Your answer should be every line below that includes the word "validator".
*** Block opens ***
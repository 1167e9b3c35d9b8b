pub mod admin;
pub mod appliances;
pub mod chat;
pub mod diagnose;
pub mod dispatch;
pub mod history;
pub mod symptoms;
pub mod technician;
use thiserror::Error;

#[derive(Debug, Error)]
pub enum SchemaError {
    #[error("no schema registered as '{0}'")]
    NotFound(String),

    /// One entry per violated keyword, in validator order.
    #[error("{} schema violation(s): {}", errors.len(), errors.join("; "))]
    ValidationFailed { errors: Vec<String> },

    /// The generated schema was rejected by the validator compiler.
    #[error("schema does not compile: {0}")]
    Compile(String),
}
*** Block closes ***
### Problem solution
    /// One entry per violated keyword, in validator order.
    /// The generated schema was rejected by the validator compiler.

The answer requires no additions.